The Death of Compassion?

Rabbit and Rubber Band and I spend the day running calls to people who didn't really need ALS but could have benefitted from it greatly.

The 24 year old male who was retching from food poisoning. Rubber Band didn't want me to put him on the cot because he doesn't like to change the sheets.

The 47 year old male with back spasms, elevated pulse rate and mild chest pain. I asked if I could do a 12 lead and Rubber Band said, "We never do those." I then ask if I can at least do a 3 lead for a rhythm strip. I'm thinking I want to have some kind of look at this guy's heart. He's got a pulse of 94, a blood pressure of 180/98, he's overweight and he's got back pain of 10/10.

"Nope. We'll be at the hospital in 5 minutes."

Which we are and we wait for 10 minutes. I could have had 3-4 sets of serial 12 leads on this guy and seen what kind of response his heart was doing to all this stress but no.

We leave the hospital but don't put ourselves back on serviced for about 30 minutes. Rabbit doesn't like running calls, apparently. Neither does Rubber Band.

Here's the one that really set me off, though.

We get called across town for a 19 year old male with a shoulder injury from playing football. We take a crosstown highway to get there. Apparently, we're not the only unit in the city who's slow to go back in service. This call sends us deep into another Medic's area. On the way, I notice a minivan following very closely behind us. I'm sitting in the back of the ambulance facing out the back so I can see very well. The minivan tailgates us the whole way (about 5-7 minutes of driving) to the reported address and pulls right up to us when we get out.

"What the hell is this lady doing?" says Rabbit

"He's in here! He's in here! We called you a half an hour ago!" says the woman getting out of the minivan.

It seems she chose to follow us for 5 minutes instead of driving 5 minutes to the nearest hospital. Brilliant!

I go to the back of the minivan and am met with a young man who's covered in mud, in obvious pain and presents with one shoulder about 4 inches lower than the other. I help him walk to our ambulance and get a firm shake of the head from Rubber band when I go to put him on the stretcher. I situate him on the bench seat but once we start moving, his shoulder keeps bumping the backrest and he screams each time. I dislocated my shoulder when I was 18 and again at 32. It's no fun.

I finally override Rubber Band's disapproval and move the kid to the cot and strap him in.

Start an IV?


Push some Morphine for the pain?

No, we'd have to get medical direction and we're almost to the hospital, according to Rubber Band.

Well "almost to the hospital" is a 5 minute drive at high speed over the worst potholes in the city. Each scream of pain from this kid elicits a more annoyed look from Rubber Band. Rabbit's driving so, I can't see what her reaction is.

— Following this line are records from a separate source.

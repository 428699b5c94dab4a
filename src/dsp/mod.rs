//! Low-level DSP primitives used by the higher level graph nodes.
//!
//! These components are allocation-free after construction and safe to run
//! inside the audio callback. They stay focused on the signal math; the graph
//! layer adds note events, routing, and parameter plumbing on top.

/// Time-domain delay line with optional interpolated reads.
pub mod delay;
/// Attack/decay/sustain/release envelope generator.
pub mod envelope;
/// Phase-accumulator oscillator and its waveform selector.
pub mod oscillator;
/// Decaying-reflections reverb tank.
pub mod reverb;

pub use envelope::EnvelopeStage;
pub use oscillator::Waveform;
//! Order types.

use crate::cart::{Cart, CartTotals, LineItem, PricingConfig};
use crate::checkout::CustomerInfo;
use crate::error::CommerceError;
use crate::ids::OrderId;
use serde::{Deserialize, Serialize};

/// Order status.
#[derive(Debug, Clone, Copy, PartialEq, Eq, Hash, Serialize, Deserialize, Default)]
#[serde(rename_all = "lowercase")]
pub enum OrderStatus {
    /// Order placed, awaiting processing.
    #[default]
    Pending,
    /// Order being prepared.
    Processing,
    /// Order shipped.
    Shipped,
    /// Order delivered.
    Delivered,
    /// Order cancelled.
    Cancelled,
}

impl OrderStatus {
    /// Wire name, as serialized.
    pub fn as_str(&self) -> &'static str {
        match self {
            OrderStatus::Pending => "pending",
            OrderStatus::Processing => "processing",
            OrderStatus::Shipped => "shipped",
            OrderStatus::Delivered => "delivered",
            OrderStatus::Cancelled => "cancelled",
        }
    }

    /// Label shown to shoppers.
    pub fn display_name(&self) -> &'static str {
        match self {
            OrderStatus::Pending => "Pending",
            OrderStatus::Processing => "Processing",
            OrderStatus::Shipped => "Shipped",
            OrderStatus::Delivered => "Delivered",
            OrderStatus::Cancelled => "Cancelled",
        }
    }
}

/// A placed order: a frozen copy of the cart, its totals and the customer.
#[derive(Debug, Clone, Serialize, Deserialize, PartialEq)]
pub struct Order {
    /// Unique order identifier.
    pub id: OrderId,
    /// Items in the order.
    pub items: Vec<LineItem>,
    /// Totals at the time the order was placed.
    pub totals: CartTotals,
    /// Customer details.
    pub customer: CustomerInfo,
    /// Order status.
    pub status: OrderStatus,
    /// Unix timestamp of creation.
    pub created_at: i64,
    /// Unix timestamp of last update.
    pub updated_at: i64,
}

impl Order {
    /// Snapshot a cart into a pending order.
    pub fn from_cart(
        cart: &Cart,
        customer: CustomerInfo,
        config: &PricingConfig,
    ) -> Result<Self, CommerceError> {
        if cart.is_empty() {
            return Err(CommerceError::EmptyCart);
        }
        let now = current_timestamp();
        Ok(Self {
            id: OrderId::generate(),
            items: cart.items.clone(),
            totals: cart.totals(config),
            customer,
            status: OrderStatus::Pending,
            created_at: now,
            updated_at: now,
        })
    }

    /// Total units ordered.
    pub fn item_count(&self) -> u64 {
        self.items.iter().map(|i| u64::from(i.quantity)).sum()
    }
}

/// Get current Unix timestamp.
fn current_timestamp() -> i64 {
    use std::time::{SystemTime, UNIX_EPOCH};
    SystemTime::now()
        .duration_since(UNIX_EPOCH)
        .map(|d| d.as_secs() as i64)
        .unwrap_or(0)
}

At the hospital, we're 4th in line and the kid is screaming and hollering the entire time. Rabbit tells him he needs to be quiet.

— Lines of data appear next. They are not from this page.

//! Product and variant selection types.

use crate::ids::ProductId;
use crate::money::Money;
use serde::{Deserialize, Serialize};

/// A product in the catalog.
///
/// Loaded once from the fixture and treated as immutable reference data
/// for the rest of the session.
#[derive(Debug, Clone, Serialize, Deserialize, PartialEq)]
pub struct Product {
    /// Unique product identifier.
    pub id: ProductId,
    /// Product name.
    pub name: String,
    /// Full description.
    pub description: String,
    /// Current selling price.
    pub price: Money,
    /// Pre-discount price, shown struck through when higher than `price`.
    #[serde(default, skip_serializing_if = "Option::is_none")]
    pub original_price: Option<Money>,
    /// Image URLs, first one is the primary image.
    #[serde(default)]
    pub images: Vec<String>,
    /// Category slug.
    pub category: String,
    /// Colors this product is offered in.
    #[serde(default)]
    pub colors: Vec<String>,
    /// Sizes this product is offered in.
    #[serde(default)]
    pub sizes: Vec<String>,
    /// Whether the product can be purchased right now.
    pub in_stock: bool,
    /// Promoted on the home page and sorted first under "Featured".
    #[serde(default)]
    pub featured: bool,
    /// Free-form tags.
    #[serde(default)]
    pub tags: Vec<String>,
    /// Unix timestamp of creation.
    pub created_at: i64,
    /// Unix timestamp of last update.
    pub updated_at: i64,
}

impl Product {
    /// Create an in-stock product with no variants.
    pub fn new(
        id: impl Into<ProductId>,
        name: impl Into<String>,
        price: Money,
        category: impl Into<String>,
    ) -> Self {
        let now = current_timestamp();
        Self {
            id: id.into(),
            name: name.into(),
            description: String::new(),
            price,
            original_price: None,
            images: Vec::new(),
            category: category.into(),
            colors: Vec::new(),
            sizes: Vec::new(),
            in_stock: true,
            featured: false,
            tags: Vec::new(),
            created_at: now,
            updated_at: now,
        }
    }

    /// Set the description.
    pub fn with_description(mut self, description: impl Into<String>) -> Self {
        self.description = description.into();
        self
    }

    /// Set the offered colors.
    pub fn with_colors<I, S>(mut self, colors: I) -> Self
    where
        I: IntoIterator<Item = S>,
        S: Into<String>,
    {
        self.colors = colors.into_iter().map(Into::into).collect();
        self
    }

    /// Set the offered sizes.
    pub fn with_sizes<I, S>(mut self, sizes: I) -> Self
    where
        I: IntoIterator<Item = S>,
        S: Into<String>,
    {
        self.sizes = sizes.into_iter().map(Into::into).collect();
        self
    }

    /// Set the pre-discount price.
    pub fn with_original_price(mut self, original: Money) -> Self {
        self.original_price = Some(original);
        self
    }

    /// Set the stock flag.
    pub fn with_stock(mut self, in_stock: bool) -> Self {
        self.in_stock = in_stock;
        self
    }

    /// Set the featured flag.
    pub fn with_featured(mut self, featured: bool) -> Self {
        self.featured = featured;
        self
    }

    /// Set the creation timestamp.
    pub fn with_created_at(mut self, created_at: i64) -> Self {
        self.created_at = created_at;
        self
    }

    /// Storefront SKU, e.g. `HH-7`.
    pub fn sku(&self) -> String {
        format!("HH-{}", self.id.as_str().to_uppercase())
    }

    /// Check if the product is discounted against its original price.
    pub fn is_on_sale(&self) -> bool {
        self.original_price
            .map(|op| op.currency == self.price.currency && op.amount_cents > self.price.amount_cents)
            .unwrap_or(false)
    }

    /// Whole-number discount percentage, rounded to nearest.
    ///
    /// `None` unless the product is on sale.
    pub fn discount_percentage(&self) -> Option<u32> {
        if !self.is_on_sale() {
            return None;
        }
        let original = self.original_price?.amount_cents;
        let savings = original - self.price.amount_cents;
        Some(((savings as f64 / original as f64) * 100.0).round() as u32)
    }

    /// Check if the product is offered in `color`.
    pub fn offers_color(&self, color: &str) -> bool {
        self.colors.iter().any(|c| c == color)
    }

    /// Check if the product is offered in `size`.
    pub fn offers_size(&self, size: &str) -> bool {
        self.sizes.iter().any(|s| s == size)
    }

    /// The variant preselected on the product page: first color, first size.
    pub fn default_selection(&self) -> VariantSelection {
        VariantSelection {
            color: self.colors.first().cloned().unwrap_or_default(),
            size: self.sizes.first().cloned().unwrap_or_default(),
        }
    }

    /// Primary image, if any.
    pub fn primary_image(&self) -> Option<&str> {
        self.images.first().map(String::as_str)
    }
}

/// A chosen color/size combination for a product.
///
/// An empty string means the product has no options on that axis.
#[derive(Debug, Clone, Serialize, Deserialize, PartialEq, Eq, Hash, Default)]
pub struct VariantSelection {
    pub color: String,
    pub size: String,
}

impl VariantSelection {
    pub fn new(color: impl Into<String>, size: impl Into<String>) -> Self {
        Self {
            color: color.into(),
            size: size.into(),
        }
    }

    /// Build the variant label, e.g. "Navy Blue / One Size".
    pub fn label(&self) -> String {
        match (self.color.is_empty(), self.size.is_empty()) {
            (true, true) => "Default".to_string(),
            (false, true) => self.color.clone(),
            (true, false) => self.size.clone(),
            (false, false) => format!("{} / {}", self.color, self.size),
        }
    }
}

/// Get current Unix timestamp.
fn current_timestamp() -> i64 {
    use std::time::{SystemTime, UNIX_EPOCH};
    SystemTime::now()
        .duration_since(UNIX_EPOCH)
        .map(|d| d.as_secs() as i64)
        .unwrap_or(0)
}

We finally get him a room and Rabbit closes the door on his screams and rolls her eyes as she walks away.

I'm ready to kill someone.

Before we leave the hospital, I walk up to the cab, where Rabbit and Rubber Band are sitting.

"Why didn't we push Morphine?" I ask.

"We'd had to call Medical Direction. Besides it's only indicated for fractures of the extremities." Says Rabbit.

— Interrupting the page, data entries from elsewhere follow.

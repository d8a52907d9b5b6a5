//! Cart pricing calculations.

use crate::cart::LineItem;
use crate::error::CommerceError;
use crate::money::{Currency, Money};
use serde::{Deserialize, Serialize};

/// Default subtotal a cart must exceed to ship for free.
pub const DEFAULT_FREE_SHIPPING_THRESHOLD: f64 = 50.0;
/// Default flat shipping fee.
pub const DEFAULT_SHIPPING_FEE: f64 = 9.99;
/// Default sales tax rate.
pub const DEFAULT_TAX_RATE: f64 = 0.08;

/// Shipping and tax rules applied to a cart.
///
/// Amounts are decimal major units so config files read naturally
/// (`shipping_fee = 9.99`). They carry no currency of their own and are
/// converted to [`Money`] in the currency of the cart being priced.
#[derive(Debug, Clone, Copy, Serialize, Deserialize, PartialEq)]
#[serde(default, deny_unknown_fields)]
pub struct PricingConfig {
    /// Subtotal must be strictly greater than this for free shipping.
    pub free_shipping_threshold: f64,
    /// Flat fee charged when the threshold is not met.
    pub shipping_fee: f64,
    /// Tax rate as a fraction of the subtotal.
    pub tax_rate: f64,
}

impl Default for PricingConfig {
    fn default() -> Self {
        Self {
            free_shipping_threshold: DEFAULT_FREE_SHIPPING_THRESHOLD,
            shipping_fee: DEFAULT_SHIPPING_FEE,
            tax_rate: DEFAULT_TAX_RATE,
        }
    }
}

impl PricingConfig {
    /// Free shipping threshold in `currency`.
    pub fn threshold(&self, currency: Currency) -> Money {
        Money::from_decimal(self.free_shipping_threshold, currency)
    }

    /// Shipping fee in `currency`.
    pub fn fee(&self, currency: Currency) -> Money {
        Money::from_decimal(self.shipping_fee, currency)
    }

    /// Reject negative amounts and rates outside `[0, 1]`.
    pub fn validate(&self) -> Result<(), CommerceError> {
        if !self.free_shipping_threshold.is_finite() || self.free_shipping_threshold < 0.0 {
            return Err(CommerceError::InvalidConfig(format!(
                "free_shipping_threshold must be a non-negative amount, got {}",
                self.free_shipping_threshold
            )));
        }
        if !self.shipping_fee.is_finite() || self.shipping_fee < 0.0 {
            return Err(CommerceError::InvalidConfig(format!(
                "shipping_fee must be a non-negative amount, got {}",
                self.shipping_fee
            )));
        }
        if !(0.0..=1.0).contains(&self.tax_rate) {
            return Err(CommerceError::InvalidConfig(format!(
                "tax_rate must be between 0 and 1, got {}",
                self.tax_rate
            )));
        }
        Ok(())
    }
}

/// Order summary for a set of line items.
#[derive(Debug, Clone, Copy, Serialize, Deserialize, PartialEq, Eq)]
pub struct CartTotals {
    /// Sum of unit price times quantity.
    pub subtotal: Money,
    /// Flat fee, or zero when the subtotal clears the threshold.
    pub shipping: Money,
    /// Tax on the subtotal.
    pub tax: Money,
    /// subtotal + shipping + tax.
    pub total: Money,
}

impl CartTotals {
    /// All-zero totals.
    pub fn zero(currency: Currency) -> Self {
        Self {
            subtotal: Money::zero(currency),
            shipping: Money::zero(currency),
            tax: Money::zero(currency),
            total: Money::zero(currency),
        }
    }

    /// Check if shipping was waived for a non-empty subtotal.
    pub fn has_free_shipping(&self) -> bool {
        self.shipping.is_zero() && self.subtotal.amount_cents > 0
    }

    /// How much more the customer needs to spend for free shipping.
    ///
    /// `None` when shipping is already free or nothing is in the cart.
    /// A subtotal sitting exactly on the threshold still pays shipping, so
    /// the smallest unit of currency is reported.
    pub fn amount_to_free_shipping(&self, config: &PricingConfig) -> Option<Money> {
        if self.shipping.is_zero() {
            return None;
        }
        let remaining =
            config.threshold(self.subtotal.currency).amount_cents - self.subtotal.amount_cents;
        Some(Money::new(remaining.max(1), self.subtotal.currency))
    }
}

/// Compute subtotal, shipping, tax and total for `items`.
///
/// Totals are in the currency of the first line. Total over any input: an
/// empty slice yields all-zero totals in the default currency, and
/// overflowing amounts saturate instead of failing.
pub fn compute_totals(items: &[LineItem], config: &PricingConfig) -> CartTotals {
    let currency = items
        .first()
        .map(|item| item.unit_price.currency)
        .unwrap_or_default();
    compute_totals_in(items, currency, config)
}

/// Compute totals in `currency`.
///
/// Lines priced in any other currency are left out of the subtotal rather
/// than summed as if they were the same unit.
pub(crate) fn compute_totals_in(
    items: &[LineItem],
    currency: Currency,
    config: &PricingConfig,
) -> CartTotals {
    if items.is_empty() {
        return CartTotals::zero(currency);
    }

    let mut subtotal_cents = 0_i64;
    for item in items {
        let line_total = item.line_total();
        if line_total.currency != currency {
            tracing::warn!(
                line = %item.id,
                expected = currency.code(),
                got = line_total.currency.code(),
                "skipping line priced in another currency"
            );
            continue;
        }
        subtotal_cents = subtotal_cents.saturating_add(line_total.amount_cents);
    }
    let subtotal = Money::new(subtotal_cents, currency);

    let shipping = if subtotal.amount_cents > config.threshold(currency).amount_cents {
        Money::zero(currency)
    } else {
        config.fee(currency)
    };
    let tax = subtotal.apply_rate(config.tax_rate);
    let total = Money::new(
        subtotal
            .amount_cents
            .saturating_add(shipping.amount_cents)
            .saturating_add(tax.amount_cents),
        currency,
    );

    tracing::debug!(
        lines = items.len(),
        subtotal = subtotal.amount_cents,
        shipping = shipping.amount_cents,
        tax = tax.amount_cents,
        "computed cart totals"
    );

    CartTotals {
        subtotal,
        shipping,
        tax,
        total,
    }
}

"He had an obviously dislocated shoulder." I reply.

"You can't know that without an Xray." Rabbit shoots back.

"Then how do you determine a fracture in the field?" I ask.

"Look, we were almost to the hospital." She says with exasperation in her voice.

Fine. I get into the back and look up our protocols on Morphine Sulfate while we drive back to our station.

"Isolated injuries requiring pain relief " is what I find in the list of indications from our protocols. That means we can administer it without medical direction.

I've got a healthy kid with no contraindications for Morphine, who's also got an isolated injury and pain that's a 10/10. Why didn't we push the morphine?

Is it because I wasn't aggressive enough with my preceptors? Should I have insisted and told them to go to hell? How would that have looked at grading time? My preceptor holds my grade in the palm of her hand.

Is it because Rabbit and Rubber Band didn't want to deal with the hassle and paperwork of dealing with Morphine administration?

Is it because Rabbit and Rubber Band been on this job long enough that they've lost compassion?

Is it because I need a new preceptor?